Arguably more significantly, the most important judges of Moyes – the fans – are struggling with the new reality. Paul Ansorge nailed it (as usual) when likening the feeling as that of children getting used to their step-dad. For every aspect connected with the club this has been a challenging time of adjustment. Encouragingly, the clouds feel less heavy today. Last night was the first major test and this morning I’ve woken up with renewed belief that we can defend our title.

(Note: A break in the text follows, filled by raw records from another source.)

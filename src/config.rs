//! Engine configuration.
//!
//! [`EngineConfig`] holds all parameters that control the evolutionary
//! loop. The operator rate map and (for non-trivial runs) the selector
//! are the parts a caller always supplies; everything else has the
//! documented defaults.

use crate::error::ConfigError;
use crate::replacement::Replacement;
use crate::selection::Selector;
use crate::types::Genome;
use std::collections::HashMap;
use std::fmt;
use std::str::FromStr;

/// Default number of individuals in the population.
pub const DEFAULT_POPULATION_SIZE: usize = 500;

/// Default maximum number of generations.
pub const DEFAULT_MAX_GENERATIONS: usize = 100;

/// Fitness ranking direction of the population.
///
/// Index 0 of the evaluated population is always the fittest under the
/// active mode: the largest fitness under `Descending`, the smallest
/// under `Ascending`.
#[derive(Debug, Clone, Copy, PartialEq, Eq, Default)]
#[cfg_attr(feature = "serde", derive(serde::Serialize, serde::Deserialize))]
pub enum SortOrder {
    /// Worst (smallest) fitness first; for minimization problems.
    Ascending,
    /// Best (largest) fitness first.
    #[default]
    Descending,
}

impl FromStr for SortOrder {
    type Err = ();

    /// Accepts `asc`/`ascending` and `desc`/`descending`,
    /// case-insensitively.
    fn from_str(s: &str) -> Result<Self, ()> {
        if s.eq_ignore_ascii_case("asc") || s.eq_ignore_ascii_case("ascending") {
            Ok(SortOrder::Ascending)
        } else if s.eq_ignore_ascii_case("desc") || s.eq_ignore_ascii_case("descending") {
            Ok(SortOrder::Descending)
        } else {
            Err(())
        }
    }
}

/// Configuration for an [`Engine`](crate::Engine).
///
/// # Builder Pattern
///
/// ```
/// use evokit::{EngineConfig, Selector, SortOrder, CROSSOVER, MUTATION};
/// use evokit::BitString;
///
/// let config: EngineConfig<BitString> = EngineConfig::default()
///     .with_population_size(50)
///     .with_max_generations(200)
///     .with_rate(CROSSOVER, 0.9)
///     .with_rate(MUTATION, 0.05)
///     .with_selector(Selector::Roulette)
///     .with_ordering(SortOrder::Descending)
///     .with_seed(42);
/// assert!(config.validate().is_ok());
/// ```
#[derive(Clone)]
pub struct EngineConfig<G: Genome> {
    /// Number of individuals in each generated population. Must be > 0.
    pub population_size: usize,

    /// Generation bound for [`evolve`](crate::Engine::evolve). Must be > 0.
    pub max_generations: usize,

    /// Fitness ranking direction.
    pub ordering: SortOrder,

    /// Operator name → application rate in `[0, 1]`. Must be non-empty
    /// and cover every operator the genotype advertises.
    pub rates: HashMap<String, f64>,

    /// Parent selection strategy.
    pub selector: Selector<G>,

    /// Generation-transition policy.
    pub replacement: Replacement,

    /// Random seed for reproducibility. `None` draws a fresh seed.
    pub seed: Option<u64>,

    /// Whether to evaluate fitness in parallel. Only effective when the
    /// crate is built with the `parallel` feature.
    pub parallel: bool,
}

impl<G: Genome> Default for EngineConfig<G> {
    fn default() -> Self {
        Self {
            population_size: DEFAULT_POPULATION_SIZE,
            max_generations: DEFAULT_MAX_GENERATIONS,
            ordering: SortOrder::default(),
            rates: HashMap::new(),
            selector: Selector::default(),
            replacement: Replacement::default(),
            seed: None,
            parallel: false,
        }
    }
}

impl<G: Genome> EngineConfig<G> {
    /// Sets the population size.
    pub fn with_population_size(mut self, n: usize) -> Self {
        self.population_size = n;
        self
    }

    /// Sets the maximum number of generations.
    pub fn with_max_generations(mut self, n: usize) -> Self {
        self.max_generations = n;
        self
    }

    /// Sets the fitness ranking direction.
    pub fn with_ordering(mut self, ordering: SortOrder) -> Self {
        self.ordering = ordering;
        self
    }

    /// Sets one operator's application rate, clamped to `[0, 1]`.
    pub fn with_rate(mut self, name: impl Into<String>, rate: f64) -> Self {
        self.rates.insert(name.into(), rate.clamp(0.0, 1.0));
        self
    }

    /// Replaces the whole rate map. Rates are validated, not clamped.
    pub fn with_rates(mut self, rates: HashMap<String, f64>) -> Self {
        self.rates = rates;
        self
    }

    /// Sets the parent selection strategy.
    pub fn with_selector(mut self, selector: Selector<G>) -> Self {
        self.selector = selector;
        self
    }

    /// Sets the generation-transition policy.
    pub fn with_replacement(mut self, replacement: Replacement) -> Self {
        self.replacement = replacement;
        self
    }

    /// Convenience for elitism: preserve the top `k` individuals each
    /// generation. `k = 0` disables preservation.
    pub fn with_preserve(self, k: usize) -> Self {
        self.with_replacement(if k == 0 {
            Replacement::Full
        } else {
            Replacement::Elitist(k)
        })
    }

    /// Sets the random seed for reproducibility.
    pub fn with_seed(mut self, seed: u64) -> Self {
        self.seed = Some(seed);
        self
    }

    /// Enables or disables parallel evaluation.
    pub fn with_parallel(mut self, parallel: bool) -> Self {
        self.parallel = parallel;
        self
    }

    /// Validates the configuration.
    ///
    /// Rate coverage of the genotype's advertised operators is checked at
    /// engine construction, where the genotype is known.
    pub fn validate(&self) -> Result<(), ConfigError> {
        if self.population_size == 0 {
            return Err(ConfigError::ZeroPopulation);
        }
        if self.max_generations == 0 {
            return Err(ConfigError::ZeroGenerations);
        }
        if self.rates.is_empty() {
            return Err(ConfigError::EmptyOperators);
        }
        for (name, &rate) in &self.rates {
            if !(0.0..=1.0).contains(&rate) {
                return Err(ConfigError::RateOutOfRange {
                    name: name.clone(),
                    rate,
                });
            }
        }
        if self.replacement.preserved() > self.population_size {
            return Err(ConfigError::PreserveTooLarge {
                preserve: self.replacement.preserved(),
                population_size: self.population_size,
            });
        }
        Ok(())
    }
}

impl<G: Genome> fmt::Debug for EngineConfig<G> {
    fn fmt(&self, f: &mut fmt::Formatter<'_>) -> fmt::Result {
        let mut rates: Vec<(&str, f64)> = self
            .rates
            .iter()
            .map(|(name, &rate)| (name.as_str(), rate))
            .collect();
        rates.sort_unstable_by_key(|r| r.0);
        f.debug_struct("EngineConfig")
            .field("population_size", &self.population_size)
            .field("max_generations", &self.max_generations)
            .field("ordering", &self.ordering)
            .field("rates", &rates)
            .field("selector", &self.selector)
            .field("replacement", &self.replacement)
            .field("seed", &self.seed)
            .field("parallel", &self.parallel)
            .finish()
    }
}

Last season was characterised by fun but surprisingly open games between the top sides. Sky gleefully rejoiced that The Best League In The World was producing blockbuster scorelines to thrill the Super Sunday audience. One member of Team Sky who didn’t share in his employers’ jubilation was our own Gary Neville. A familiar theme in his Monday night sermons were lamenting the paucity of quality defending. Even the canniest manager of them all eschewed defending before Christmas having been burned by losing a league on goal difference. The best striker in the league was acquired and ‘attack, attack, attack’ was the clear mantra. Potency proven; 2013 saw a more conservative approach but the theme continued that the team who attacked the best won the big games, and ultimately the league title.
The arrivals of Moyes, Mourinho and Pellegrini look like shifting the balance. Old Trafford may have hosted a forgettable game last night but the big game lesson was telling – ‘Outscore your opponent’ has become ‘Don’t lose’. The traditional blueprint for league success is cancel out your rivals, and make sure you secure 3pts against the rest. Ferguson showed many times that defeating your foes in one off battles is not necessary to win the war. Mourinho is a firm believer in this maxim; his team last night was unapologetically set up not to lose. There is no shame in that; you would have had to be the most idealistic of Reds not to have relished our successful mission to return unblemished from Camp Nou in 2008. Furthermore, it won’t be lost on Manuel Pellegrini how costly dropping points against Cardiff could ultimately prove. In English football, style is a distant second to success. You only have to look at the uniform praise of Pulis’ approach at Stoke. If it brings wins, who cares how you do it?
As for Moyes, the one characteristic agreed upon about the new boss is his reactivity. Colleagues from Everton have praised his meticulous preparation to identifying and exploiting the weaknesses of each opponent. It became the hallmark of 21st century Fergie; the ability to excel in both test matches and 20-20, chess and hungry hippos, football manager and Fifa. The ability to respond to however your opponent approaches the contest is a great asset. Ideally, teams crave their own identity but in the meantime the capacity to mix and match will serve Moyes well.
This campaign looks set to be fought on two fronts; efficiently dominating lesser sides punctuated by tense cagey encounters with rivals. Our propensity to do the former is superior to any other side. Swansea are a good side but over-achievement should not be confused with true high level quality. They are a team United should and must beat. We did.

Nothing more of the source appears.